In 1616, he was appointed master of the free school at Croydon. He held the post until 1629, when he went to Wales, having been presented to the rectory of Llandilo-Vawr, in Carmarthenshire, in 1626. In 1644, he was made archdeacon of Brecon. The year before he had been nominated a member of the Westminster Assembly of divines, probably through the interest of the Earl of Northumberland, but he speedily withdrew, together with most of the rest of the Episcopalian clergy. When deprived of his preferments by the parliament he maintained himself by keeping a private school, which he carried on in partnership with Jeremy Taylor and William Wyatt at Newton Hall ('Collegium Newtoniense'), in the parish of Llanfihangel Aberbythych, in Carmarthenshire. One of his pupils was Judge John Powell. With Taylor, he wrote in the defence of the doctrine and discipline of the church of England, and in illustration of her teaching. His Exposition of the Apostles' Creed and Exposition of the Church Catechism were both written for the instruction of his former parishioners at Llandilo.

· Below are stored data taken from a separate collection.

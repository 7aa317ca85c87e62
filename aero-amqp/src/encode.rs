use tokio_util::bytes::{BufMut, BytesMut};

use super::error::{Error, Result};
use super::types::*;

pub trait Encode {
    fn encode(&self, out: &mut BytesMut) -> Result<()>;
}

fn short_bytes(out: &mut BytesMut, data: &[u8]) -> Result<()> {
    let len = u8::try_from(data.len()).map_err(|_| Error::ShortStringTooLong(data.len()))?;
    out.put_u8(len);
    out.put_slice(data);
    Ok(())
}

fn short_str(out: &mut BytesMut, data: &str) -> Result<()> {
    short_bytes(out, data.as_bytes())
}

fn long_bytes(out: &mut BytesMut, data: &[u8]) -> Result<()> {
    let len = u32::try_from(data.len()).map_err(|_| Error::FrameTooLarge(data.len()))?;
    out.put_u32(len);
    out.put_slice(data);
    Ok(())
}

fn close_args(out: &mut BytesMut, reason: &CloseReason) -> Result<()> {
    out.put_u16(reason.reply_code);
    short_str(out, &reason.reply_text)?;
    out.put_u16(reason.class_id);
    out.put_u16(reason.method_id);
    Ok(())
}

fn tune_args(out: &mut BytesMut, tuning: &Tuning) {
    out.put_u16(tuning.channel_max);
    out.put_u32(tuning.frame_max);
    out.put_u16(tuning.heartbeat);
}

impl Encode for FieldValue {
    fn encode(&self, out: &mut BytesMut) -> Result<()> {
        match self {
            Self::Bool(v) => {
                out.put_u8(b't');
                out.put_u8(u8::from(*v));
            }
            Self::I8(v) => {
                out.put_u8(b'b');
                out.put_i8(*v);
            }
            Self::U8(v) => {
                out.put_u8(b'B');
                out.put_u8(*v);
            }
            Self::I16(v) => {
                out.put_u8(b's');
                out.put_i16(*v);
            }
            Self::U16(v) => {
                out.put_u8(b'u');
                out.put_u16(*v);
            }
            Self::I32(v) => {
                out.put_u8(b'I');
                out.put_i32(*v);
            }
            Self::U32(v) => {
                out.put_u8(b'i');
                out.put_u32(*v);
            }
            Self::I64(v) => {
                out.put_u8(b'l');
                out.put_i64(*v);
            }
            Self::Timestamp(v) => {
                out.put_u8(b'T');
                out.put_u64(*v);
            }
            Self::LongString(v) => {
                out.put_u8(b'S');
                long_bytes(out, v)?;
            }
            Self::Table(t) => {
                out.put_u8(b'F');
                t.encode(out)?;
            }
            Self::Void => out.put_u8(b'V'),
            Self::Bytes(v) => {
                out.put_u8(b'x');
                long_bytes(out, v)?;
            }
        }
        Ok(())
    }
}

impl Encode for FieldTable {
    fn encode(&self, out: &mut BytesMut) -> Result<()> {
        let mut entries = BytesMut::new();
        for (name, value) in self.0.iter() {
            short_str(&mut entries, name)?;
            value.encode(&mut entries)?;
        }
        long_bytes(out, &entries)
    }
}

impl Encode for Method {
    fn encode(&self, out: &mut BytesMut) -> Result<()> {
        let (class_id, method_id) = self.id();
        out.put_u16(class_id);
        out.put_u16(method_id);

        match self {
            Self::ConnectionStart {
                version_major,
                version_minor,
                server_properties,
                mechanisms,
                locales,
            } => {
                out.put_u8(*version_major);
                out.put_u8(*version_minor);
                server_properties.encode(out)?;
                long_bytes(out, mechanisms)?;
                long_bytes(out, locales)?;
            }
            Self::ConnectionStartOk {
                client_properties,
                mechanism,
                response,
                locale,
            } => {
                client_properties.encode(out)?;
                short_str(out, mechanism)?;
                long_bytes(out, response)?;
                short_str(out, locale)?;
            }
            Self::ConnectionTune(tuning) | Self::ConnectionTuneOk(tuning) => tune_args(out, tuning),
            Self::ConnectionOpen { virtual_host } => {
                short_str(out, virtual_host)?;
                // reserved: capabilities (shortstr) and insist (bit)
                short_str(out, "")?;
                out.put_u8(0);
            }
            Self::ConnectionOpenOk => short_str(out, "")?,
            Self::ConnectionClose(reason) | Self::ChannelClose(reason) => close_args(out, reason)?,
            Self::ConnectionCloseOk | Self::ChannelCloseOk => (),
            Self::ChannelOpen => short_str(out, "")?,
            Self::ChannelOpenOk => long_bytes(out, &[])?,
            Self::BasicPublish {
                exchange,
                routing_key,
                mandatory,
                immediate,
            } => {
                // reserved: ticket
                out.put_u16(0);
                short_str(out, exchange)?;
                short_str(out, routing_key)?;
                let mut bits = 0u8;
                if *mandatory {
                    bits |= 0x01;
                }
                if *immediate {
                    bits |= 0x02;
                }
                out.put_u8(bits);
            }
            Self::Other { .. } => (),
        }
        Ok(())
    }
}

impl Encode for ContentHeader {
    fn encode(&self, out: &mut BytesMut) -> Result<()> {
        out.put_u16(self.class_id);
        // weight, unused
        out.put_u16(0);
        out.put_u64(self.body_size);
        out.put_u16(self.property_flags);
        Ok(())
    }
}

impl Encode for Frame {
    fn encode(&self, out: &mut BytesMut) -> Result<()> {
        let mut payload = BytesMut::new();
        match &self.payload {
            FramePayload::Method(m) => m.encode(&mut payload)?,
            FramePayload::Header(h) => h.encode(&mut payload)?,
            FramePayload::Body(b) => payload.put_slice(b),
            FramePayload::Heartbeat => (),
        }
        let size = u32::try_from(payload.len()).map_err(|_| Error::FrameTooLarge(payload.len()))?;

        out.put_u8(self.payload.kind());
        out.put_u16(self.channel);
        out.put_u32(size);
        out.put_slice(&payload);
        out.put_u8(FRAME_END);
        Ok(())
    }
}
use std::sync::Arc;

use serde::{Deserialize, Serialize};
use tokio::sync::watch;
use tracing::{debug, error, info, warn};

#[cfg(feature = "ts")]
use ts_rs::TS;

use super::storage::{SecureStorage, TOKEN_KEY};
use super::{CredentialRecord, MissingTokenPolicy, SessionError};

/// Snapshot of the authentication state.
///
/// `loading` is true from process start until the first `bootstrap()`
/// completes and never returns to true afterwards.
#[derive(Debug, Clone, PartialEq, Eq, Serialize, Deserialize)]
#[cfg_attr(feature = "ts", derive(TS), ts(export))]
pub struct Session {
    pub token: Option<String>,
    pub loading: bool,
    pub just_signed_out: bool,
}

impl Session {
    /// State at process start, before the stored token has been read
    pub fn initial() -> Self {
        Self {
            token: None,
            loading: true,
            just_signed_out: false,
        }
    }

    pub fn token(&self) -> Option<&str> {
        self.token.as_deref()
    }

    pub fn is_authenticated(&self) -> bool {
        !self.loading && self.token.is_some()
    }
}

impl Default for Session {
    fn default() -> Self {
        Self::initial()
    }
}

/// Which external call produced a credential; only used for logging
#[derive(Debug, Clone, Copy, PartialEq, Eq)]
enum CredentialSource {
    SignIn,
    SignUp,
}

impl CredentialSource {
    fn as_str(&self) -> &'static str {
        match self {
            CredentialSource::SignIn => "sign_in",
            CredentialSource::SignUp => "sign_up",
        }
    }
}

/// Owns the session token and keeps it in sync with secure storage.
///
/// Storage is authoritative: a mutation is only reflected in the published
/// `Session` after the corresponding storage write or delete succeeded.
/// Every committed change is broadcast to `subscribe()` receivers.
pub struct SessionStore {
    storage: Arc<dyn SecureStorage>,
    token_key: String,
    policy: MissingTokenPolicy,
    state: watch::Sender<Session>,
}

impl SessionStore {
    pub fn new(storage: Arc<dyn SecureStorage>) -> Self {
        let (state, _) = watch::channel(Session::initial());
        Self {
            storage,
            token_key: TOKEN_KEY.to_string(),
            policy: MissingTokenPolicy::default(),
            state,
        }
    }

    /// Use a different storage key for the token slot
    pub fn with_token_key(mut self, key: impl Into<String>) -> Self {
        self.token_key = key.into();
        self
    }

    pub fn with_missing_token_policy(mut self, policy: MissingTokenPolicy) -> Self {
        self.policy = policy;
        self
    }

    pub fn missing_token_policy(&self) -> MissingTokenPolicy {
        self.policy
    }

    /// Current session state
    pub fn snapshot(&self) -> Session {
        self.state.borrow().clone()
    }

    /// Receiver notified after every committed state change
    pub fn subscribe(&self) -> watch::Receiver<Session> {
        self.state.subscribe()
    }

    /// Read the persisted token and leave the loading state.
    ///
    /// A failed read is logged and treated as "no token"; bootstrap itself
    /// never fails.
    pub async fn bootstrap(&self) -> Session {
        let token = match self.storage.get(&self.token_key).await {
            Ok(token) => token,
            Err(e) => {
                warn!(error = %e, "Failed to read token from storage, starting signed out");
                None
            }
        };

        debug!(has_token = token.is_some(), "Session bootstrapped");
        self.state.send_modify(|session| {
            session.token = token;
            session.loading = false;
        });
        self.snapshot()
    }

    /// Persist the token from a sign-in response and mark the session authenticated
    pub async fn sign_in(&self, credential: &CredentialRecord) -> Result<(), SessionError> {
        self.apply_credential(credential, CredentialSource::SignIn)
            .await
    }

    /// Persist the token from a sign-up response and mark the session authenticated
    pub async fn sign_up(&self, credential: &CredentialRecord) -> Result<(), SessionError> {
        self.apply_credential(credential, CredentialSource::SignUp)
            .await
    }

    /// Delete the persisted token and mark the session signed out
    pub async fn sign_out(&self) -> Result<(), SessionError> {
        if let Err(e) = self.storage.delete(&self.token_key).await {
            error!(error = %e, "Error signing out");
            return Err(e.into());
        }

        self.state.send_modify(|session| {
            session.token = None;
            session.just_signed_out = true;
        });
        info!("Signed out");
        Ok(())
    }

    async fn apply_credential(
        &self,
        credential: &CredentialRecord,
        source: CredentialSource,
    ) -> Result<(), SessionError> {
        let Some(token) = credential.resolve_token(self.policy) else {
            warn!(source = source.as_str(), "Credential has no token, session unchanged");
            return Err(SessionError::MissingToken);
        };

        if let Err(e) = self.storage.set(&self.token_key, &token).await {
            error!(source = source.as_str(), error = %e, "Failed to persist token");
            return Err(e.into());
        }

        self.state.send_modify(|session| {
            session.token = Some(token);
            session.just_signed_out = false;
        });
        info!(source = source.as_str(), user_id = credential.user.id, "Session authenticated");
        Ok(())
    }
}

// ============================================================================
// Tests
// ============================================================================
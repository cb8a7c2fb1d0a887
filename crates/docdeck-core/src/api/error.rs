use thiserror::Error;

use crate::auth::ValidationErrors;

#[derive(Error, Debug)]
pub enum AuthError {
    #[error("Invalid credentials. Please try again.")]
    InvalidCredentials,

    #[error("{0}")]
    Validation(#[from] ValidationErrors),
}

impl AuthError {
    /// Message suitable for showing next to the form
    pub fn user_message(&self) -> String {
        match self {
            AuthError::Validation(errors) => errors
                .errors
                .first()
                .map(|e| e.message.to_string())
                .unwrap_or_else(|| self.to_string()),
            _ => self.to_string(),
        }
    }
}
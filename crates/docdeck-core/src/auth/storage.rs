//! Secure key-value storage for the session token.
//!
//! `KeyringStorage` writes to the OS keychain (Keychain on macOS/iOS,
//! Credential Manager on Windows, kernel keyutils on Linux).
//! `MemoryStorage` keeps values in process memory and is used for
//! ephemeral sessions and tests.

use std::collections::HashMap;

use async_trait::async_trait;
use tokio::sync::Mutex;
use tracing::debug;

use super::StorageError;

/// Key under which the session token is persisted
pub const TOKEN_KEY: &str = "userToken";

/// Keychain service name for docdeck entries
pub const DEFAULT_SERVICE: &str = "docdeck";

/// Async get/set/delete over a single secure key-value namespace.
///
/// Deleting a key that does not exist is not an error.
#[async_trait]
pub trait SecureStorage: Send + Sync {
    async fn get(&self, key: &str) -> Result<Option<String>, StorageError>;

    async fn set(&self, key: &str, value: &str) -> Result<(), StorageError>;

    async fn delete(&self, key: &str) -> Result<(), StorageError>;
}

// ============================================================================
// Keychain
// ============================================================================

#[derive(Debug, Clone)]
pub struct KeyringStorage {
    service: String,
}

impl KeyringStorage {
    pub fn new() -> Self {
        Self::with_service(DEFAULT_SERVICE)
    }

    pub fn with_service(service: impl Into<String>) -> Self {
        Self {
            service: service.into(),
        }
    }

    fn entry(service: &str, key: &str) -> Result<keyring::Entry, StorageError> {
        keyring::Entry::new(service, key).map_err(|e| StorageError::Unavailable(e.to_string()))
    }

    /// Run a blocking keychain call off the async executor
    async fn run_blocking<T, F>(&self, key: &str, op: F) -> Result<T, StorageError>
    where
        T: Send + 'static,
        F: FnOnce(keyring::Entry) -> Result<T, StorageError> + Send + 'static,
    {
        let entry = Self::entry(&self.service, key)?;
        tokio::task::spawn_blocking(move || op(entry))
            .await
            .map_err(|e| StorageError::Unavailable(format!("keychain task failed: {}", e)))?
    }
}

impl Default for KeyringStorage {
    fn default() -> Self {
        Self::new()
    }
}

#[async_trait]
impl SecureStorage for KeyringStorage {
    async fn get(&self, key: &str) -> Result<Option<String>, StorageError> {
        let owned_key = key.to_string();
        let value = self
            .run_blocking(key, move |entry| match entry.get_password() {
                Ok(value) => Ok(Some(value)),
                Err(keyring::Error::NoEntry) => Ok(None),
                Err(e) => Err(StorageError::ReadFailed {
                    key: owned_key,
                    reason: e.to_string(),
                }),
            })
            .await?;
        debug!(key, found = value.is_some(), "Keychain read");
        Ok(value)
    }

    async fn set(&self, key: &str, value: &str) -> Result<(), StorageError> {
        let owned_key = key.to_string();
        let value = value.to_string();
        self.run_blocking(key, move |entry| {
            entry
                .set_password(&value)
                .map_err(|e| StorageError::WriteFailed {
                    key: owned_key,
                    reason: e.to_string(),
                })
        })
        .await?;
        debug!(key, "Keychain write");
        Ok(())
    }

    async fn delete(&self, key: &str) -> Result<(), StorageError> {
        let owned_key = key.to_string();
        self.run_blocking(key, move |entry| match entry.delete_credential() {
            Ok(()) | Err(keyring::Error::NoEntry) => Ok(()),
            Err(e) => Err(StorageError::DeleteFailed {
                key: owned_key,
                reason: e.to_string(),
            }),
        })
        .await?;
        debug!(key, "Keychain delete");
        Ok(())
    }
}

// ============================================================================
// In-memory
// ============================================================================

#[derive(Debug, Default)]
pub struct MemoryStorage {
    values: Mutex<HashMap<String, String>>,
}

impl MemoryStorage {
    pub fn new() -> Self {
        Self::default()
    }

    /// Create a store that already holds `value` under `key`
    pub fn seeded(key: &str, value: &str) -> Self {
        let mut values = HashMap::new();
        values.insert(key.to_string(), value.to_string());
        Self {
            values: Mutex::new(values),
        }
    }
}

#[async_trait]
impl SecureStorage for MemoryStorage {
    async fn get(&self, key: &str) -> Result<Option<String>, StorageError> {
        Ok(self.values.lock().await.get(key).cloned())
    }

    async fn set(&self, key: &str, value: &str) -> Result<(), StorageError> {
        self.values
            .lock()
            .await
            .insert(key.to_string(), value.to_string());
        Ok(())
    }

    async fn delete(&self, key: &str) -> Result<(), StorageError> {
        self.values.lock().await.remove(key);
        Ok(())
    }
}

// ============================================================================
// Tests
// ============================================================================

#[cfg(test)]
mod tests {
    use super::*;

    #[tokio::test]
    async fn test_memory_storage_get_missing() {
        let storage = MemoryStorage::new();
        assert_eq!(storage.get(TOKEN_KEY).await.unwrap(), None);
    }

    #[tokio::test]
    async fn test_memory_storage_set_get_delete() {
        let storage = MemoryStorage::new();
        storage.set(TOKEN_KEY, "abc").await.unwrap();
        assert_eq!(storage.get(TOKEN_KEY).await.unwrap().as_deref(), Some("abc"));

        storage.delete(TOKEN_KEY).await.unwrap();
        assert_eq!(storage.get(TOKEN_KEY).await.unwrap(), None);
    }

    #[tokio::test]
    async fn test_memory_storage_delete_missing_is_ok() {
        let storage = MemoryStorage::new();
        assert!(storage.delete("nothing-here").await.is_ok());
    }

    #[tokio::test]
    async fn test_memory_storage_seeded() {
        let storage = MemoryStorage::seeded(TOKEN_KEY, "seed");
        assert_eq!(storage.get(TOKEN_KEY).await.unwrap().as_deref(), Some("seed"));
        assert_eq!(storage.get("other").await.unwrap(), None);
    }

    #[tokio::test]
    async fn test_keyring_storage_absent_key() {
        // In-process keyring backend; every entry starts out empty
        keyring::set_default_credential_builder(keyring::mock::default_credential_builder());
        let storage = KeyringStorage::with_service("docdeck-test-absent");

        assert_eq!(storage.get("missing-token").await.unwrap(), None);
        assert!(storage.delete("missing-token").await.is_ok());
        assert!(storage.set("missing-token", "value").await.is_ok());
    }

    // Requires a working OS keychain.
    #[tokio::test]
    #[ignore]
    async fn test_keyring_storage_roundtrip() {
        let storage = KeyringStorage::with_service("docdeck-test");
        storage.set("test-token", "value-123").await.unwrap();
        assert_eq!(
            storage.get("test-token").await.unwrap().as_deref(),
            Some("value-123")
        );
        storage.delete("test-token").await.unwrap();
        assert_eq!(storage.get("test-token").await.unwrap(), None);
    }
}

At the Restoration Nicholson returned to his parish, and resumed his former preferments, to which was added a residentiary canonry at St. Davids. In 1661 he was consecrated bishop of Gloucester by Gilbert Sheldon and Accepted Frewen on 6 January, in Henry VII's Chapel. He was allowed to hold his archdeaconry and canonry together with the living of Bishops Cleeve in commendam. He preached in Westminster Abbey on 20 December 1661, at the funeral of Bishop Nicolas Monk, who had been consecrated with him in the preceding January. He was appointed to the sinecure rectory of Llansantfraid-yn-Mechan in Montgomeryshire in 1663. According to Richard Baxter, though not a commissioner, he attended the meetings of the Savoy Conference, and spoke once or twice. His treatment of the nonconformists in his diocese was conciliatory; he connived at the preaching of those whom he had reason to respect, and offered a living to one of them if he would conform. He was the patron of George Bull, who at his request was presented by Lord Clarendon to a living in his diocese. In 1663, he caused a new font to be erected in Gloucester Cathedral, and dedicated it; for this he was attacked in a pamphlet, entitled More News from Rome. He died on 5 February 1672, aged 80, and was buried in a side chantry of the lady-chapel at Gloucester, in which his wife Elizabeth, who predeceased him on 20 April 1663, had also been interred. A monument was erected by his grandson, Owen Brigstocke, of Lechdenny, Carmarthenshire, with an epitaph by his friend George Bull, describing him as 'legenda scribens, faciens scribenda.' (English translation), 'Writing what should be read, doing what should be done.'

==Works==
He published:

- A plain Exposition of the Church Catechism, 1655 (re-issued in the Library of Anglo-Catholic Theology).
- Apology for the Discipline of the Ancient Church, 1659.
- Plain Exposition of the Apostles' Creed (dedicated to Gilbert Sheldon), 1661.
- David's Harp Strung and Tuned: Or, An Easy Analysis of the Whole Book of Psalms, 1662.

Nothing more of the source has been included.